Because that’s what Thursday night’s first round has become: a show. Same with Friday night’s second and third rounds. The NFL draft has become as much about entertainment as its about selecting players to build a winning football team.
Now, don’t get me wrong—I love the draft. It’s full of compelling stories, and there’s nothing better than watching the reactions of the players and their families as their futures change in an instant. That’s why the league chooses to televise those first few rounds in prime time; it helps us as fans invest in the stories of the players, and in part, the teams that choose them.
But the magic of the draft happens in the later rounds, with the players that don’t get as much fanfare. While the first round gets the glitz, the stars, and the bright spotlights, it’s the later rounds that keep the league going.
In that way, the NFL is just like every other business. In most workplaces, there are a few performers who get a lot of attention, but it’s the late-round selections that make everything work.
As I’ve studied Greatness in teams and individuals, I’ve come to realize something about myself: I would never have been someone else’s first-round selection. That’s not to diminish my talents or my abilities—I believe I’m good at what I do—but there are others who are better than me, and I know that. There’s no shame in saying that someone else has more talent, or more production, or more coveted measurables than I do.
But knowing that someone else is more talented just means I can’t rely on talent alone to stand out from the crowd.
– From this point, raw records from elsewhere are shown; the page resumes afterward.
pub mod challenge;
pub mod ecdsa;
pub mod ethereum;
pub mod signature;
pub mod signer;

// Re-export main functions for easier access
pub use challenge::{generate_challenge, Challenge};
pub use ecdsa::{recover_address, verify_recoverable, verify_signature, Verifier};
pub use ethereum::Address;
pub use signature::RecoverableSignature;
pub use signer::Keypair;
use std::fmt;

/// Challenge generation and signature verification errors
///
/// Structural failures only. A well-formed signature that does not match the
/// expected address, or whose `R||S` check fails, is reported as `Ok(false)`
/// by the verifier and never shows up here.
///
/// # Example
/// ```rust
/// use ecdsa_eth_auth::{AuthError, Result};
///
/// fn handle_verify_result(result: Result<bool>) {
///     match result {
///         Ok(true) => println!("Signer proved ownership"),
///         Ok(false) => println!("Signature does not belong to this address"),
///         Err(AuthError::MalformedSignature(msg)) => println!("Bad input: {}", msg),
///         Err(e) => println!("Other error: {}", e),
///     }
/// }
/// ```
#[derive(Debug)]
pub enum AuthError {
    /// The secure random source could not supply the requested bytes
    RandomSourceFailure(String),

    /// Signature is not exactly 65 bytes (`R || S || V`)
    MalformedSignature(String),

    /// Public key could not be recovered from the message and signature
    ///
    /// This error occurs when:
    /// - The recovery id is outside the accepted range
    /// - `R` or `S` overflows the curve order
    /// - No curve point corresponds to `R`
    RecoveryFailure(String),

    /// Public key supplied by the caller is not in the expected form
    ///
    /// This error occurs when:
    /// - The key is not 65 bytes long
    /// - The key does not carry the uncompressed `0x04` tag
    InvalidPublicKey(String),

    /// Message is not acceptable for the configured message format
    ///
    /// This error occurs when:
    /// - A digest-mode message is not exactly 32 bytes
    /// - An encoded challenge is empty or decodes to the wrong length
    InvalidMessage(String),

    /// Base64 decoding failed
    Base64Error(String),

    /// Hex decoding failed
    HexError(String),

    /// Signing-side cryptographic failure (bad secret key, signer error)
    CryptoError(String),
}

impl fmt::Display for AuthError {
    fn fmt(&self, f: &mut fmt::Formatter<'_>) -> fmt::Result {
        match self {
            AuthError::RandomSourceFailure(msg) => {
                write!(f, "Random source failure: {msg}")
            }
            AuthError::MalformedSignature(msg) => {
                write!(f, "Malformed signature: {msg}")
            }
            AuthError::RecoveryFailure(msg) => {
                write!(f, "Public key recovery failed: {msg}")
            }
            AuthError::InvalidPublicKey(msg) => {
                write!(f, "Invalid public key: {msg}")
            }
            AuthError::InvalidMessage(msg) => {
                write!(f, "Invalid message: {msg}")
            }
            AuthError::Base64Error(msg) => {
                write!(f, "Base64 decode error: {msg}")
            }
            AuthError::HexError(msg) => {
                write!(f, "Hex decode error: {msg}")
            }
            AuthError::CryptoError(msg) => {
                write!(f, "Cryptographic error: {msg}")
            }
        }
    }
}

impl std::error::Error for AuthError {}

pub type Result<T> = std::result::Result<T, AuthError>;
Like players in the later rounds of the NFL draft, I have to merge my talent with something else, something that all great coaches and leaders love: hard work.
If you watch coverage of the draft, they have a code word for players who lack measurables but bust their tails to get the most of their abilities: motor. You’ll hear analysts talk about a “high-motor guy” or someone who “has a good motor.” It’s a very kind way of saying their natural talents have to be augmented by a deep desire to do more.
There’s an old saying that hard work trumps talent when talent doesn’t work hard. This is 100% true. Just take a look at one of the NFL greatest underdog stories, the 199th player selected in the 2000 NFL Draft. Chances are you’ve heard his name by now: Thomas Edward Patrick Brady Jr—though he mostly goes by Tom.
But there are other NFL players who were drafted late that became stars, players like Richard Dent, Dwight Clark, Terrell Davis, Mike Webster, and Shannon Sharpe.
By the way, all of those guys are now in the NFL’s Hall of Fame in Canton, Ohio. And Brady will join them five years after he retires.
As a leader, it’s easy to get locked in on talent. I know I do—talent is mesmerizing, and talent absolutely is something I want in a team member. But talent alone isn’t enough. Talent still needs to stay focused, still needs a good attitude, still needs the willingness to put in the hard work that maximizes abilities, because there will be days when it seems the talent fades.
Motor, however, does not.
Talent is a gift, but motor is a choice, and when it comes down to what your team needs, don’t neglect your need for high-motor individuals who bring tenacity and fire to everything they do. Their potential may not be as obvious as others, but they are the hidden gems that accelerate and elevate what your team can do.
No matter how things shake out in Nashville, the NFL draft holds lessons that every leader can stand to learn. And the greatest one just might be that fourth-round talent with first-round hustle that can lead you farther than you might ever imagine.